--- START ---
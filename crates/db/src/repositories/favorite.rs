//! Favorite repository.

use std::sync::Arc;

use crate::entities::{Favorite, favorite};
use profrate_common::{AppError, AppResult};
use sea_orm::{
    ActiveModelTrait, ColumnTrait, DatabaseConnection, EntityTrait, ModelTrait, PaginatorTrait,
    QueryFilter, QueryOrder, QuerySelect,
};

/// Favorite repository for database operations.
#[derive(Clone)]
pub struct FavoriteRepository {
    db: Arc<DatabaseConnection>,
}

impl FavoriteRepository {
    /// Create a new favorite repository.
    #[must_use]
    pub const fn new(db: Arc<DatabaseConnection>) -> Self {
        Self { db }
    }

    /// Find a favorite by user and professor.
    pub async fn find_by_user_and_professor(
        &self,
        user_id: &str,
        professor_id: &str,
    ) -> AppResult<Option<favorite::Model>> {
        Favorite::find()
            .filter(favorite::Column::UserId.eq(user_id))
            .filter(favorite::Column::ProfessorId.eq(professor_id))
            .one(self.db.as_ref())
            .await
            .map_err(|e| AppError::Database(e.to_string()))
    }

    /// Check if a professor is favorited by a user.
    pub async fn is_favorited(&self, user_id: &str, professor_id: &str) -> AppResult<bool> {
        Ok(self
            .find_by_user_and_professor(user_id, professor_id)
            .await?
            .is_some())
    }

    /// Create a new favorite.
    pub async fn create(&self, model: favorite::ActiveModel) -> AppResult<favorite::Model> {
        model
            .insert(self.db.as_ref())
            .await
            .map_err(|e| AppError::Database(e.to_string()))
    }

    /// Delete a favorite by user and professor.
    pub async fn delete_by_user_and_professor(
        &self,
        user_id: &str,
        professor_id: &str,
    ) -> AppResult<()> {
        let favorite = self
            .find_by_user_and_professor(user_id, professor_id)
            .await?;
        if let Some(f) = favorite {
            f.delete(self.db.as_ref())
                .await
                .map_err(|e| AppError::Database(e.to_string()))?;
        }
        Ok(())
    }

    /// Get a user's favorites (paginated).
    pub async fn find_by_user(
        &self,
        user_id: &str,
        limit: u64,
        until_id: Option<&str>,
    ) -> AppResult<Vec<favorite::Model>> {
        let mut query = Favorite::find()
            .filter(favorite::Column::UserId.eq(user_id))
            .order_by_desc(favorite::Column::Id);

        if let Some(id) = until_id {
            query = query.filter(favorite::Column::Id.lt(id));
        }

        query
            .limit(limit)
            .all(self.db.as_ref())
            .await
            .map_err(|e| AppError::Database(e.to_string()))
    }

    /// Count a user's favorites.
    pub async fn count_by_user(&self, user_id: &str) -> AppResult<u64> {
        Favorite::find()
            .filter(favorite::Column::UserId.eq(user_id))
            .count(self.db.as_ref())
            .await
            .map_err(|e| AppError::Database(e.to_string()))
    }
}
--- END ---
[WHAT YOU WILL DO]:
Nothing but a number should be given: the count of lines above in which the word "Option" occurs.

[SOLUTION TO THIS TASK]:
2